CERN Supported Research Shows Improvements in Patient Care and Outcomes
— Categories: Press Release Posted on January 18, 2019
Since its founding in 2006, the CERN Foundation has been committed to improving the care and outcome of people with ependymoma through community support and research efforts. Today, we are excited to share that our support of research and patient and caregiver participation in the research have made a significant impact.
The key findings of the research studies, which focus on the role of chemotherapy for recurrent ependymoma and genetic and environmental risk factors among adult ependymoma patients, were presented at the 2018 Annual Meeting of the Society for Neuro-Oncology (SNO), held November 15 to 18, 2018, in New Orleans. The meeting had a record attendance of 2,400 registrants and CERN was honored to be among them.
A synopsis of the research findings shared at SNO is provided below. The research was conducted at the National Cancer Institute’s Center for Cancer Research Neuro-Oncology Branch, a participating CERN center, as part of NCI-CONNECT (read about CERN’s partnership with NCI-CONNECT). Thank you, immensely, patients, caregivers and families, for your participation over the past 13 years. It is you who have made these findings possible.
Abstract Presentation: Objective Response and Clinical Benefit in Recurrent Ependymoma in Adults: Final Report of CERN 08-02: A Phase II Study of Dose-dense Temozolomide and Lapatinib
Mark Gilbert, M.D.
Ependymoma is a rare tumor for which the role of chemotherapy has not been established either for newly diagnosed or recurrent disease. We report on the first prospective adult clinical trial of chemotherapy for recurrent ependymoma.

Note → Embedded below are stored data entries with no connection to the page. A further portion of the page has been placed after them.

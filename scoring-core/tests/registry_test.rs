mod mocks;

use std::sync::{Arc, Barrier};
use std::thread;

use mocks::{LabelEvaluator, label_of};
use scoring_core::{DeployedModel, FieldMap, ModelRegistry, Value};

fn label(model: &DeployedModel) -> Value {
    label_of(&model.evaluator().evaluate(&FieldMap::new()).unwrap())
}

#[test]
fn test_concurrent_readers_see_whole_models() {
    let registry = ModelRegistry::new();
    registry.deploy(DeployedModel::new("m", Box::new(LabelEvaluator("a"))));
    let barrier = Barrier::new(5);

    thread::scope(|scope| {
        for _ in 0..4 {
            scope.spawn(|| {
                barrier.wait();
                for _ in 0..1_000 {
                    let model = registry.get("m").unwrap();
                    let seen = label(&model);
                    assert!(seen == Value::from("a") || seen == Value::from("b"));
                }
            });
        }
        scope.spawn(|| {
            barrier.wait();
            for round in 0..200 {
                let next = if round % 2 == 0 { "b" } else { "a" };
                registry.deploy(DeployedModel::new("m", Box::new(LabelEvaluator(next))));
            }
        });
    });

    assert_eq!(registry.len(), 1);
}

#[test]
fn test_last_deploy_wins() {
    let registry = ModelRegistry::new();
    registry.deploy(DeployedModel::new("m", Box::new(LabelEvaluator("a"))));
    registry.deploy(DeployedModel::new("m", Box::new(LabelEvaluator("b"))));

    assert_eq!(label(&registry.get("m").unwrap()), Value::from("b"));
}

#[test]
fn test_concurrent_deploys_of_distinct_ids() {
    let registry = ModelRegistry::new();
    let ids: Vec<String> = (0..16).map(|i| format!("model-{i:02}")).collect();

    thread::scope(|scope| {
        for id in &ids {
            let registry = registry.clone();
            scope.spawn(move || {
                registry.deploy(DeployedModel::new(id.as_str(), Box::new(LabelEvaluator("x"))));
            });
        }
    });

    assert_eq!(registry.list_ids(), ids);
}

#[test]
fn test_racing_removes_succeed_once() {
    let registry = ModelRegistry::new();
    registry.deploy(DeployedModel::new("m", Box::new(LabelEvaluator("a"))));
    let barrier = Barrier::new(8);

    let removed: usize = thread::scope(|scope| {
        let handles: Vec<_> = (0..8)
            .map(|_| {
                scope.spawn(|| {
                    barrier.wait();
                    registry.remove("m").is_some() as usize
                })
            })
            .collect();
        handles.into_iter().map(|h| h.join().unwrap()).sum()
    });

    assert_eq!(removed, 1);
    assert!(registry.get("m").is_none());
}

#[test]
fn test_in_flight_evaluation_outlives_removal() {
    let registry = ModelRegistry::new();
    registry.deploy(DeployedModel::new("m", Box::new(LabelEvaluator("a"))));
    let held: Arc<DeployedModel> = registry.get("m").unwrap();
    let removed = Barrier::new(2);

    thread::scope(|scope| {
        scope.spawn(|| {
            removed.wait();
            assert_eq!(label(&held), Value::from("a"));
        });
        assert!(registry.remove("m").is_some());
        removed.wait();
    });

    assert!(registry.get("m").is_none());
    assert_eq!(held.id(), "m");
}
use thiserror::Error;

use crate::dispatcher::DispatchError;
use crate::evaluator::{CompileError, EvaluationError};
use crate::tabular::TableError;

#[derive(Error, Debug)]
pub enum Error {
    #[error("Model not found: {model_id}")]
    ModelNotFound { model_id: String },
    #[error("{0}")]
    Compile(#[from] CompileError),
    #[error("{0}")]
    Table(#[from] TableError),
    #[error("{0}")]
    Dispatch(#[from] DispatchError),
    #[error("Model introspection failed: {0}")]
    Introspection(EvaluationError),
    #[error("Internal error: {0}")]
    Internal(String),
}

pub type ScoringResult<T> = Result<T, Error>;

/// Coarse classification for callers that map errors onto a transport.
#[derive(Debug, Clone, Copy, PartialEq, Eq)]
pub enum ErrorKind {
    NotFound,
    MalformedInput,
    UnsupportedModel,
    EvaluationFailed,
    Internal,
}

impl Error {
    pub fn internal<S: Into<String>>(message: S) -> Self {
        Error::Internal(message.into())
    }

    pub fn kind(&self) -> ErrorKind {
        match self {
            Error::ModelNotFound { .. } => ErrorKind::NotFound,
            Error::Dispatch(DispatchError::ModelNotFound { .. }) => ErrorKind::NotFound,
            Error::Dispatch(DispatchError::UnsupportedModel { .. }) => ErrorKind::UnsupportedModel,
            Error::Dispatch(DispatchError::Evaluation { .. }) => ErrorKind::EvaluationFailed,
            Error::Compile(_) => ErrorKind::MalformedInput,
            Error::Table(TableError::Encoding(_)) => ErrorKind::Internal,
            Error::Table(_) => ErrorKind::MalformedInput,
            Error::Introspection(_) | Error::Internal(_) => ErrorKind::Internal,
        }
    }
}

#[cfg(test)]
mod tests {
    use super::*;

    #[test]
    fn test_kind_classification() {
        let err: Error = DispatchError::ModelNotFound {
            model_id: "m".to_string(),
        }
        .into();
        assert_eq!(err.kind(), ErrorKind::NotFound);
        assert_eq!(err.to_string(), "Model not found: m");

        let err: Error = CompileError::new("bad").into();
        assert_eq!(err.kind(), ErrorKind::MalformedInput);
        assert_eq!(err.to_string(), "Malformed model source: bad");

        let err: Error = TableError::MissingHeader.into();
        assert_eq!(err.kind(), ErrorKind::MalformedInput);

        let err: Error = DispatchError::UnsupportedModel {
            model_id: "m".to_string(),
            group_fields: 2,
        }
        .into();
        assert_eq!(err.kind(), ErrorKind::UnsupportedModel);
    }
}
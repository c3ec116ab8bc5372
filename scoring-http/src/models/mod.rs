pub mod evaluation;
pub mod model;

// Re-export all models for easier imports
pub use evaluation::*;
pub use model::*;
//! Batch evaluation against deployed models.
//!
//! ```text
//! requests ─► resolve model ─► group fields?
//!                                ├─ none ──► evaluate each request
//!                                ├─ one ───► aggregate by key ─► evaluate each group
//!                                └─ more ──► UnsupportedModel
//! ```
//!
//! A batch is all-or-nothing: the first failing request aborts it.

use std::borrow::Cow;

use indexmap::IndexMap;
use thiserror::Error;

use crate::evaluator::{EvaluationError, Evaluator};
use crate::model_registry::ModelRegistry;
use crate::request::{EvaluationRequest, EvaluationResponse};
use crate::value::{FieldMap, Value};

#[derive(Error, Debug, Clone, PartialEq)]
pub enum DispatchError {
    #[error("Model not found: {model_id}")]
    ModelNotFound { model_id: String },
    #[error("Model {model_id} declares {group_fields} grouping fields, at most one is supported")]
    UnsupportedModel { model_id: String, group_fields: usize },
    #[error("Evaluation of request {index} failed: {source}")]
    Evaluation {
        index: usize,
        #[source]
        source: EvaluationError,
    },
}

pub type DispatchResult<T> = Result<T, DispatchError>;

/// Evaluates one request with the model's active fields.
///
/// Arguments the model does not declare are dropped here; declared fields
/// that are absent from the request are passed to `prepare` as `Null`.
pub fn evaluate_one(
    evaluator: &dyn Evaluator,
    request: &EvaluationRequest,
) -> Result<EvaluationResponse, EvaluationError> {
    let mut arguments = FieldMap::with_capacity(evaluator.active_fields().len());
    for field in evaluator.active_fields() {
        let value = evaluator.prepare(field, request.argument(field))?;
        arguments.insert(field.clone(), value);
    }

    let result = evaluator.evaluate(&arguments)?;

    Ok(EvaluationResponse::new(request.id.clone(), result))
}

/// Resolves `model_id` once and evaluates the whole batch against that handle.
#[tracing::instrument(skip(registry, requests), fields(requests = requests.len()), level = "debug")]
pub fn evaluate_batch(
    registry: &ModelRegistry,
    model_id: &str,
    requests: &[EvaluationRequest],
) -> DispatchResult<Vec<EvaluationResponse>> {
    let model = registry
        .get(model_id)
        .ok_or_else(|| DispatchError::ModelNotFound {
            model_id: model_id.to_string(),
        })?;
    let evaluator = model.evaluator();

    let requests = match evaluator.group_fields() {
        [] => Cow::Borrowed(requests),
        [group_field] => aggregate_requests(group_field, requests),
        fields => {
            return Err(DispatchError::UnsupportedModel {
                model_id: model_id.to_string(),
                group_fields: fields.len(),
            });
        }
    };

    requests
        .iter()
        .enumerate()
        .map(|(index, request)| {
            evaluate_one(evaluator, request)
                .map_err(|source| DispatchError::Evaluation { index, source })
        })
        .collect()
}

/// Collapses requests sharing a value of `group_field` into one request per key.
///
/// Every non-key field of a synthesized request holds the list of member
/// values in encounter order, one element per member that carries the field
/// (a null or list value is kept as a single element). The key field holds
/// the key itself. Groups are emitted in first-seen order and carry no id.
/// When every key is distinct the input is returned borrowed, untouched.
pub fn aggregate_requests<'a>(
    group_field: &str,
    requests: &'a [EvaluationRequest],
) -> Cow<'a, [EvaluationRequest]> {
    let mut groups: IndexMap<Value, IndexMap<String, Vec<Value>>> = IndexMap::new();

    for request in requests {
        let columns = groups.entry(request.argument(group_field)).or_default();
        for (name, value) in &request.arguments {
            columns.entry(name.clone()).or_default().push(value.clone());
        }
    }

    if groups.len() == requests.len() {
        return Cow::Borrowed(requests);
    }

    let aggregated = groups
        .into_iter()
        .map(|(key, columns)| {
            let mut arguments: FieldMap = columns
                .into_iter()
                .map(|(name, values)| (name, Value::List(values)))
                .collect();
            arguments.insert(group_field.to_string(), key);
            EvaluationRequest {
                id: None,
                arguments,
            }
        })
        .collect();

    Cow::Owned(aggregated)
}
use std::path::PathBuf;

use clap::{Parser, Subcommand};
use scoring_http::{config, server::ServerConfig};

/// Scoring HTTP API Server
#[derive(Parser)]
#[command(author, version, about, long_about = None)]
struct Cli {
    /// Host address to bind to
    #[arg(short = 'H', long, env = "SCORING_HOST")]
    host: Option<String>,

    /// Port to listen on
    #[arg(short, long, env = "SCORING_PORT")]
    port: Option<u16>,

    /// Log level (error, warn, info, debug, trace)
    #[arg(short, long, env = "SCORING_LOG_LEVEL")]
    log_level: Option<String>,

    /// Subcommands
    #[command(subcommand)]
    command: Option<Commands>,
}

#[derive(Subcommand)]
enum Commands {
    /// Start the server with a specific configuration file
    Config {
        /// Path to the configuration file
        #[arg(short, long)]
        file: PathBuf,
    },
}

impl Cli {
    /// Flags given on the command line override the loaded configuration.
    fn apply(self, mut config: ServerConfig) -> ServerConfig {
        if let Some(host) = self.host {
            config.host = host;
        }
        if let Some(port) = self.port {
            config.port = port;
        }
        if let Some(log_level) = self.log_level {
            config.log_level = log_level;
        }
        config
    }
}

#[tokio::main]
async fn main() -> anyhow::Result<()> {
    let cli = Cli::parse();

    let config = match &cli.command {
        Some(Commands::Config { file }) => config::from_file(file)?,
        None => ServerConfig::default(),
    };
    let config = cli.apply(config);

    println!(
        "Starting scoring HTTP server on {}:{}",
        config.host, config.port
    );
    scoring_http::start_with_config(config)
        .await
        .map_err(|e| anyhow::anyhow!("{}", e))?;

    Ok(())
}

50 adult patients were treated with the chemotherapy drugs: temozolomide and lapatinib. Efficacy was determined using MRI imaging of either the brain or spine. Clinical benefit was evaluated using assessment of symptom burden and performance status. Primary endpoint was progression free survival. Additional endpoints included 12-month progression free survival rate, objective response and clinical benefit.
Results from this study demonstrate evidence of clinical activity, including objective responses and a nearly 40% stable disease rate at one year, with improvement in disease-related symptoms. This combination regimen was well tolerated and should be considered as a standard salvage regimen for adult patients with recurrent ependymoma.
Abstract Poster: Preliminary Examination of Confirmed Glioma Risk Factors Among Ependymoma Patients in the Neuro-Oncology Branch Natural History Study (NOB-NHS) and Risk and Outcomes Study (ROS)
The Glioma International Case-Control (GICC) study is the largest study to date examining genetic and environmental risk factors for adult gliomas. Inverse associations have been repeatedly confirmed for allergies, atopic skin diseases, and viral infections. Evaluations of these risk factors, specifically ependymoma, has not been completed, due to the rarity compared to other glioma types. Therefore, the purpose of this report is evaluating the associations of these confirmed glioma risk factors with ependymomas.
128 adult ependymoma patients enrolled in the NOB-ROS. Survey sections related to history of asthma/allergies, common infectious diseases, and regular antihistamine/anti-inflammatory use were examined. Ependymoma patients exposed to these factors were calculated and compared glioma cases.
We have found that asthma and allergy effects may be more pronounced among ependymoma cases compared to gliomas overall. However, effects of antihistamines and anti-inflammatory drugs are much worse in ependymoma cases compared to published effects in all cases. This is the first report in adult ependymoma patients exploring risk factors reported in other gliomas and provides preliminary understanding of potential differences in ependymomas. Further analysis should be explored to identify significant areas of concern.
This study is currently open for enrollment.